Reputation: 5862
I have a generic question about scope and encapsulation. Take two scenarios:
Scenario 1:
// a global application level constant
public static const IS_DEMO_MODE:Boolean = false;
... // somewhere deep in the codebase
private function _myFunction():void
{
if (IS_DEMO_MODE == true) {
// If Demo Mode do not allow this function to complete
return;
}
else {
// Function behaves normally
// Code ...
}
}
Scenario 2:
// a global application level constant
public static const IS_DEMO_MODE:Boolean = false;
... // somewhere deep in the codebase
// call the function and pass in the constant
_myFunction(IS_DEMO_MODE);
private function _myFunction(isDemoMode:Boolean):void
{
if (isDemoMode == true) {
// If Demo Mode do not allow this function to complete
return;
}
else {
// Function behaves normally
// Code ...
}
}
Functionally speaking these two code snippets do the same exact same thing.
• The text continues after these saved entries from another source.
//! Recovery from transient hardware errors.

use std::sync::Arc;
use std::thread;
use std::time::Duration;

use wavepipe_backends::{PcmDevice, PcmError, PcmState};

use crate::metrics::StreamMetrics;

#[derive(Debug, Clone, Copy, PartialEq, Eq)]
pub enum ErrorClass {
    /// Buffer underrun/overrun, or a stream that simply needs preparing.
    Underrun,
    /// The system suspended the device.
    Suspended,
    /// Anything else. The stream cannot continue.
    Fatal,
}

pub fn classify(err: &PcmError) -> ErrorClass {
    match err {
        PcmError::Underrun | PcmError::BadState(PcmState::Setup) => ErrorClass::Underrun,
        PcmError::Suspended => ErrorClass::Suspended,
        _ => ErrorClass::Fatal,
    }
}

/// How long to keep retrying `resume` on a suspended device.
#[derive(Debug, Clone, Copy, PartialEq, Eq)]
pub struct SuspendPolicy {
    pub retries: u32,
    pub interval: Duration,
}

impl Default for SuspendPolicy {
    fn default() -> Self {
        Self {
            retries: 100,
            interval: Duration::from_millis(10),
        }
    }
}

pub struct ErrorRecovery {
    policy: SuspendPolicy,
    metrics: Arc<StreamMetrics>,
}

impl ErrorRecovery {
    pub fn new(policy: SuspendPolicy, metrics: Arc<StreamMetrics>) -> Self {
        Self { policy, metrics }
    }

    /// Brings the device back to a usable state after `err`. Fatal errors are
    /// returned unchanged.
    pub fn recover(&mut self, pcm: &mut dyn PcmDevice, err: PcmError) -> Result<(), PcmError> {
        match classify(&err) {
            ErrorClass::Underrun => {
                tracing::warn!(?err, device = pcm.hardware_id(), "xrun, preparing stream");
                self.metrics.register_xrun();
                self.prepare(pcm)?;
            }
            ErrorClass::Suspended => {
                tracing::warn!(device = pcm.hardware_id(), "stream suspended, resuming");
                self.metrics.register_suspend();
                self.resume(pcm)?;
            }
            ErrorClass::Fatal => {
                tracing::error!(?err, device = pcm.hardware_id(), "unrecoverable pcm error");
                self.metrics.register_fatal();
                return Err(err);
            }
        }
        self.metrics.register_recovery();
        Ok(())
    }

    /// Inspects the device state directly and recovers from an xrun or
    /// suspend without waiting for a failed transfer. Returns whether a
    /// recovery took place.
    pub fn check_state(&mut self, pcm: &mut dyn PcmDevice) -> Result<bool, PcmError> {
        match pcm.state() {
            PcmState::Xrun => self.recover(pcm, PcmError::Underrun).map(|()| true),
            PcmState::Suspended => self.recover(pcm, PcmError::Suspended).map(|()| true),
            PcmState::Disconnected => self.recover(pcm, PcmError::Disconnected).map(|()| false),
            _ => Ok(false),
        }
    }

    fn prepare(&mut self, pcm: &mut dyn PcmDevice) -> Result<(), PcmError> {
        pcm.prepare().map_err(|err| {
            tracing::error!(?err, "prepare failed during recovery");
            self.metrics.register_fatal();
            err
        })
    }

    fn resume(&mut self, pcm: &mut dyn PcmDevice) -> Result<(), PcmError> {
        let mut attempts = 0;
        loop {
            match pcm.resume() {
                Ok(()) => return Ok(()),
                Err(PcmError::Again) if attempts < self.policy.retries => {
                    attempts += 1;
                    thread::sleep(self.policy.interval);
                }
                Err(err) => {
                    tracing::debug!(?err, attempts, "resume failed, preparing instead");
                    return self.prepare(pcm);
                }
            }
        }
    }
}
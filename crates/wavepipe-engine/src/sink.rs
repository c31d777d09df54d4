use crossbeam_channel::{unbounded, Receiver, Sender};

use crate::buffer::WaveBuffer;

/// Notifications delivered on the engine thread.
#[derive(Debug)]
pub enum StreamEvent {
    Opened,
    /// A buffer left the queue. `forced` is set when it was returned by a
    /// reset or a fatal error instead of being played or recorded.
    BufferCompleted { buffer: WaveBuffer, forced: bool },
    Closed,
}

/// Receives stream notifications. Called synchronously on the engine thread,
/// so implementations must return quickly.
pub trait NotificationSink: Send {
    fn notify(&mut self, event: StreamEvent);
}

impl<F> NotificationSink for F
where
    F: FnMut(StreamEvent) + Send,
{
    fn notify(&mut self, event: StreamEvent) {
        self(event)
    }
}

/// Forwards notifications over a channel.
#[derive(Clone)]
pub struct ChannelSink {
    tx: Sender<StreamEvent>,
}

impl ChannelSink {
    pub fn new() -> (Self, Receiver<StreamEvent>) {
        let (tx, rx) = unbounded();
        (Self { tx }, rx)
    }
}

impl NotificationSink for ChannelSink {
    fn notify(&mut self, event: StreamEvent) {
        if self.tx.send(event).is_err() {
            tracing::trace!("notification receiver dropped");
        }
    }
}
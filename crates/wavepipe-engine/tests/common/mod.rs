#![allow(dead_code)]

use std::thread;
use std::time::{Duration, Instant};

use crossbeam_channel::{Receiver, RecvTimeoutError};
use wavepipe_backends::{ManualClock, SimClock, SimConfig, SimProbe, SimulatedControl, SimulatedPcm};
use wavepipe_engine::{
    ChannelSink, Direction, EngineConfig, PcmFormat, StreamEvent, StreamHandle, WaveBuffer,
};

pub const TIMEOUT: Duration = Duration::from_secs(5);

pub struct Rig {
    pub handle: StreamHandle,
    pub events: Receiver<StreamEvent>,
    pub probe: SimProbe,
    pub clock: Option<ManualClock>,
}

pub struct RigOptions {
    pub direction: Direction,
    pub period_frames: usize,
    pub periods: usize,
    pub can_pause: bool,
    pub manual_clock: bool,
    pub sim: SimConfig,
    pub control: Option<SimulatedControl>,
    pub config: EngineConfig,
}

impl Default for RigOptions {
    fn default() -> Self {
        Self {
            direction: Direction::Playback,
            period_frames: 256,
            periods: 8,
            can_pause: true,
            manual_clock: true,
            sim: SimConfig::default(),
            control: None,
            config: EngineConfig::default(),
        }
    }
}

impl Rig {
    pub fn open(options: RigOptions) -> Self {
        let clock = options.manual_clock.then(ManualClock::new);
        let config = SimConfig {
            period_frames: options.period_frames,
            periods: options.periods,
            can_pause: options.can_pause,
            clock: match &clock {
                Some(clock) => SimClock::Manual(clock.clone()),
                None => SimClock::realtime(),
            },
            ..options.sim
        };
        let pcm = SimulatedPcm::new(options.direction, PcmFormat::cd(), config);
        let probe = pcm.probe();
        let (sink, events) = ChannelSink::new();
        let handle = StreamHandle::open(
            PcmFormat::cd(),
            Box::new(pcm),
            options
                .control
                .map(|control| Box::new(control) as Box<dyn wavepipe_backends::ControlDevice>),
            Box::new(sink),
            &options.config,
        )
        .expect("open stream");
        match events.recv_timeout(TIMEOUT).expect("opened event") {
            StreamEvent::Opened => {}
            other => panic!("expected Opened, got {other:?}"),
        }
        Self {
            handle,
            events,
            probe,
            clock,
        }
    }

    pub fn playback() -> Self {
        Self::open(RigOptions::default())
    }

    /// Advances the simulated hardware clock.
    pub fn advance(&self, by: Duration) {
        self.clock.as_ref().expect("manual clock").advance(by);
    }

    /// Waits for `count` completions and returns their user tags and forced
    /// flags in arrival order.
    pub fn completions(&self, count: usize) -> Vec<(u64, bool)> {
        self.completed_buffers(count)
            .into_iter()
            .map(|(buffer, forced)| (buffer.user(), forced))
            .collect()
    }

    pub fn completed_buffers(&self, count: usize) -> Vec<(WaveBuffer, bool)> {
        let mut seen = Vec::new();
        while seen.len() < count {
            match self.events.recv_timeout(TIMEOUT).expect("completion") {
                StreamEvent::BufferCompleted { buffer, forced } => seen.push((buffer, forced)),
                StreamEvent::Opened => {}
                StreamEvent::Closed => panic!("stream closed after {} completions", seen.len()),
            }
        }
        seen
    }

    /// Steps the clock one `step` at a time until `count` buffers have
    /// completed. Runs the hardware faster than the engine refills it, so
    /// underruns are expected along the way.
    pub fn pump(&self, count: usize, step: Duration) -> Vec<(WaveBuffer, bool)> {
        let deadline = Instant::now() + TIMEOUT;
        let mut seen = Vec::new();
        while seen.len() < count {
            assert!(
                Instant::now() < deadline,
                "only {} of {count} buffers completed",
                seen.len()
            );
            self.advance(step);
            match self.events.recv_timeout(Duration::from_millis(2)) {
                Ok(StreamEvent::BufferCompleted { buffer, forced }) => seen.push((buffer, forced)),
                Ok(StreamEvent::Opened) | Err(RecvTimeoutError::Timeout) => {}
                Ok(StreamEvent::Closed) => panic!("stream closed while pumping"),
                Err(RecvTimeoutError::Disconnected) => panic!("engine thread gone"),
            }
        }
        seen
    }

    /// Events already delivered, without waiting.
    pub fn pending_events(&self) -> Vec<StreamEvent> {
        self.events.try_iter().collect()
    }
}

/// A prepared buffer of `len` bytes, every byte set to `user`.
pub fn prepared(len: usize, user: u64) -> WaveBuffer {
    let mut buffer = WaveBuffer::new(vec![user as u8; len]).with_user(user);
    buffer.prepare().expect("prepare");
    buffer
}

pub fn wait_until(what: &str, mut condition: impl FnMut() -> bool) {
    let deadline = Instant::now() + TIMEOUT;
    while !condition() {
        assert!(Instant::now() < deadline, "timed out waiting for {what}");
        thread::sleep(Duration::from_millis(1));
    }
}

/// Clock time for `frames` frames at 44.1 kHz, rounded up.
pub fn frames(frames: u64) -> Duration {
    Duration::from_nanos((frames * 1_000_000_000).div_ceil(44_100))
}
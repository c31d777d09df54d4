//! Render callback used by direct (memory-mapped) streaming sessions.

/// Location of a region handed to a [`DirectRenderer`].
#[derive(Debug, Clone, Copy, Default, PartialEq, Eq)]
pub struct RegionInfo {
    /// Offset of the region inside the hardware ring, in frames.
    pub offset_frames: usize,
    /// Length of the region in frames. Always a whole number of periods.
    pub frames: usize,
    /// Monotonic count of bytes committed before this region.
    pub commit_position: u64,
}

/// Fills mapped regions of a direct session's ring with audio.
///
/// Called on the session's streaming thread; implementations must not block.
pub trait DirectRenderer: Send {
    fn render(&mut self, region: &mut [u8], info: RegionInfo);
}

impl<F> DirectRenderer for F
where
    F: FnMut(&mut [u8], RegionInfo) + Send,
{
    fn render(&mut self, region: &mut [u8], info: RegionInfo) {
        self(region, info)
    }
}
I am trying to understand the finer points of coding style and why one way might be preferred over the other? It seems that scenario 2 is better from an encapsulation point of view. But scenario 1 is more foolproof in that the boolean that is in the conditional comes from one place only, the global constant. You don't have to worry about a function call that while correctly receiving a parameter could pass in the wrong value. But scenario 2 seems worthwhile because you remove the dependency of the constant and can have the function behave more dynamically. Any thoughts on this? Are there any other trade offs I am over looking?
Same concept and question applied to objects and classes as well. But I just present the example in terms of a function for simplicity of the code example.
Upvotes: 0
Views: 495
Reputation: 882791
In the second approach you can make _myFunction
live in a separate module, with no dependency from the global one -- so it's easier to test, easier to reuse, and helps you control your dependency graph, which often becomes a serious problem in large codebases. If you insert dependencies you could easily avoid, you're only making the dependency-graph problem worse, and very few potential benefits could ever possibly pay for THAT.
Indeed, to gain this kind of advantages, a great dependency pattern is to explicitly INJECT object that would otherwise create (generally undesirable and undesired) dependencies between modules -- see here for a start. As a fanatic of testing, loose coupling, and reuse, I'm gradually becoming a fanatic of dependency injection too, so I wouldn't DREAM of accessing a global constant where passing it as an argument is an obvious alternative...;-).
Upvotes: 1
Reputation: 9301
2 would be preferred if you wanted the same compilation unit to be linked against both versions (especially as a shared library in a globally fixed path), or if you ran multiple instances in the same process. Otherwise, if you're in a situation where rebuilding everything from source is no obstacle, #1 is better.
Some things really are global. Global constants are not dangerous at all.